SÃO PAULO - As vendas nas lojas Wal-Mart em operação há pelo menos 12 meses nos Estados Unidos aumentaram 3% em julho, resultado inferior ao aguardado pelos agentes em Wall Street, de expansão de 3,4%. Na avaliação do executivo-chefe da empresa naquele país, Eduardo Castro-Wright, a varejista continua atendendo à demanda de seus clientes em um momento difícil da economia.

Ele comentou que o apelo de preços baixos e uma apresentação melhor da mercadoria tiveram impacto nos consumidores. Com o fim da restituição de imposto pelo governo, sabemos que os consumidores estão gastando com mais cautela, ponderou.

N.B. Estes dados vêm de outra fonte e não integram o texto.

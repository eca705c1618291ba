pub mod connection;
pub mod dto;
pub mod loader;
pub mod repository;

pub use connection::{close_connection, connect_and_migrate, establish_connection};
pub use loader::{GraphLoader, LoadError};
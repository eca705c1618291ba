//! Newsletter 实体（独立数据库，与游戏数据无关联）

use sea_orm::entity::prelude::*;
use serde::{Deserialize, Serialize};

#[derive(Clone, Debug, PartialEq, Eq, DeriveEntityModel, Serialize, Deserialize)]
#[sea_orm(table_name = "newsletters")]
pub struct Model {
    #[sea_orm(primary_key)]
    pub id: i32,
    #[sea_orm(column_type = "Text")]
    pub title: String,
    #[sea_orm(column_type = "Text")]
    pub body: String,
}

#[derive(Copy, Clone, Debug, EnumIter, DeriveRelation)]
pub enum Relation {}

impl ActiveModelBehavior for ActiveModel {}
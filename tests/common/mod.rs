#![allow(dead_code)]

use axum::{
    Router,
    body::Body,
    http::{Method, Request, StatusCode, header::CONTENT_TYPE},
};
use http_body_util::BodyExt;
use migration::{Migrator, NewsletterMigrator};
use sea_orm::DatabaseConnection;
use serde_json::Value;
use tower::ServiceExt;

use game_reviews_lib::database::connect_and_migrate;
use game_reviews_lib::routes::{self, ApiContext, games::GamesState};
use game_reviews_lib::{build_serializer, serializer::DEFAULT_MAX_DEPTH};

pub const MEMORY_DB: &str = "sqlite::memory:";

pub async fn games_db() -> DatabaseConnection {
    connect_and_migrate::<Migrator>(MEMORY_DB).await.unwrap()
}

pub async fn games_app(pretty: bool) -> (Router, DatabaseConnection) {
    let db = games_db().await;
    let serializer = build_serializer(&[], DEFAULT_MAX_DEPTH).unwrap();
    let state = GamesState::new(db.clone(), serializer, pretty).unwrap();
    (routes::games::router(state), db)
}

pub async fn newsletters_app() -> (Router, DatabaseConnection) {
    let db = connect_and_migrate::<NewsletterMigrator>(MEMORY_DB)
        .await
        .unwrap();
    let serializer = build_serializer(&[], DEFAULT_MAX_DEPTH).unwrap();
    let api = ApiContext::new(db.clone(), serializer, false);
    (routes::newsletters::router(api), db)
}

pub struct TestResponse {
    pub status: StatusCode,
    pub content_type: Option<String>,
    pub text: String,
}

impl TestResponse {
    pub fn json(&self) -> Value {
        serde_json::from_str(&self.text).unwrap()
    }
}

pub async fn send(app: &Router, request: Request<Body>) -> TestResponse {
    let response = app.clone().oneshot(request).await.unwrap();
    let status = response.status();
    let content_type = response
        .headers()
        .get(CONTENT_TYPE)
        .and_then(|value| value.to_str().ok())
        .map(str::to_string);
    let bytes = response.into_body().collect().await.unwrap().to_bytes();
    TestResponse {
        status,
        content_type,
        text: String::from_utf8(bytes.to_vec()).unwrap(),
    }
}

pub async fn get(app: &Router, uri: &str) -> TestResponse {
    let request = Request::builder().uri(uri).body(Body::empty()).unwrap();
    send(app, request).await
}

pub async fn post_json(app: &Router, uri: &str, body: Value) -> TestResponse {
    post_raw_json(app, uri, &body.to_string()).await
}

pub async fn post_raw_json(app: &Router, uri: &str, body: &str) -> TestResponse {
    let request = Request::builder()
        .method(Method::POST)
        .uri(uri)
        .header(CONTENT_TYPE, "application/json")
        .body(Body::from(body.to_string()))
        .unwrap();
    send(app, request).await
}

pub async fn post_form(app: &Router, uri: &str, body: &str) -> TestResponse {
    let request = Request::builder()
        .method(Method::POST)
        .uri(uri)
        .header(CONTENT_TYPE, "application/x-www-form-urlencoded")
        .body(Body::from(body.to_string()))
        .unwrap();
    send(app, request).await
}
//! 关系模式
//!
//! 以 (实体类型, 字段名) 为键的有向边描述实体之间的关系，
//! 排除规则的校验和序列化遍历都只依赖这里的静态描述。

use std::fmt;

use serde::Serialize;

/// 实体类型
#[derive(Debug, Clone, Copy, PartialEq, Eq, Hash, PartialOrd, Ord, Serialize)]
#[serde(rename_all = "lowercase")]
pub enum EntityKind {
    Game,
    Review,
    User,
    Newsletter,
}

impl EntityKind {
    pub const ALL: [EntityKind; 4] = [
        EntityKind::Game,
        EntityKind::Review,
        EntityKind::User,
        EntityKind::Newsletter,
    ];

    /// 规则路径中使用的名称
    pub fn name(self) -> &'static str {
        match self {
            EntityKind::Game => "game",
            EntityKind::Review => "review",
            EntityKind::User => "user",
            EntityKind::Newsletter => "newsletter",
        }
    }

    pub fn from_name(name: &str) -> Option<Self> {
        Self::ALL.into_iter().find(|kind| kind.name() == name)
    }

    pub fn schema(self) -> &'static EntitySchema {
        match self {
            EntityKind::Game => &GAME,
            EntityKind::Review => &REVIEW,
            EntityKind::User => &USER,
            EntityKind::Newsletter => &NEWSLETTER,
        }
    }
}

impl fmt::Display for EntityKind {
    fn fmt(&self, f: &mut fmt::Formatter<'_>) -> fmt::Result {
        f.write_str(self.name())
    }
}

/// 关系的连接方式
#[derive(Debug, Clone, Copy, PartialEq, Eq)]
pub enum Link {
    /// 多对一：当前实体的外键列指向目标实体的 id
    BelongsTo { foreign_key: &'static str },
    /// 一对多：目标实体的外键列指向当前实体的 id
    HasMany { foreign_key: &'static str },
}

#[derive(Debug, Clone, Copy, PartialEq, Eq)]
pub struct Relationship {
    pub name: &'static str,
    pub target: EntityKind,
    pub link: Link,
}

impl Relationship {
    pub fn is_collection(&self) -> bool {
        matches!(self.link, Link::HasMany { .. })
    }
}

#[derive(Debug)]
pub struct EntitySchema {
    pub kind: EntityKind,
    /// 标量列，按输出顺序排列
    pub columns: &'static [&'static str],
    pub relationships: &'static [Relationship],
}

/// 字段查找结果
#[derive(Debug, Clone, Copy, PartialEq, Eq)]
pub enum Field {
    Column(&'static str),
    Relationship(&'static Relationship),
}

impl EntitySchema {
    pub fn relationship(&self, name: &str) -> Option<&'static Relationship> {
        self.relationships.iter().find(|rel| rel.name == name)
    }

    pub fn field(&self, name: &str) -> Option<Field> {
        if let Some(column) = self.columns.iter().find(|column| **column == name) {
            return Some(Field::Column(*column));
        }
        self.relationship(name).map(Field::Relationship)
    }
}

static GAME: EntitySchema = EntitySchema {
    kind: EntityKind::Game,
    columns: &[
        "id",
        "title",
        "genre",
        "platform",
        "price",
        "created_at",
        "updated_at",
    ],
    relationships: &[Relationship {
        name: "reviews",
        target: EntityKind::Review,
        link: Link::HasMany {
            foreign_key: "game_id",
        },
    }],
};

static REVIEW: EntitySchema = EntitySchema {
    kind: EntityKind::Review,
    columns: &[
        "id",
        "score",
        "comment",
        "created_at",
        "updated_at",
        "game_id",
        "user_id",
    ],
    relationships: &[
        Relationship {
            name: "game",
            target: EntityKind::Game,
            link: Link::BelongsTo {
                foreign_key: "game_id",
            },
        },
        Relationship {
            name: "user",
            target: EntityKind::User,
            link: Link::BelongsTo {
                foreign_key: "user_id",
            },
        },
    ],
};

static USER: EntitySchema = EntitySchema {
    kind: EntityKind::User,
    columns: &["id", "name", "created_at", "updated_at"],
    relationships: &[Relationship {
        name: "reviews",
        target: EntityKind::Review,
        link: Link::HasMany {
            foreign_key: "user_id",
        },
    }],
};

static NEWSLETTER: EntitySchema = EntitySchema {
    kind: EntityKind::Newsletter,
    columns: &["id", "title", "body"],
    relationships: &[],
};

As vendas totais da Wal-Mart em julho ficaram em US$ 30,159 bilhões, passando em 9,4% os US$ 27,579 bilhões de um ano antes. As vendas de julho de 2008 correspondem às quatro semanas terminadas em 1º de agosto. No exercício anterior, abrangeram as quatro semanas findas em 3 de agosto.

Acreditamos que nossos negócios estão bem posicionados para a economia atual, avaliou o diretor financeiro da Wal-Mart, Tom Schoewe. Para as vendas dos estabelecimentos abertos em 12 meses ao menos nos EUA, a expectativa é de elevação de 1% a 2% em agosto, sem combustível.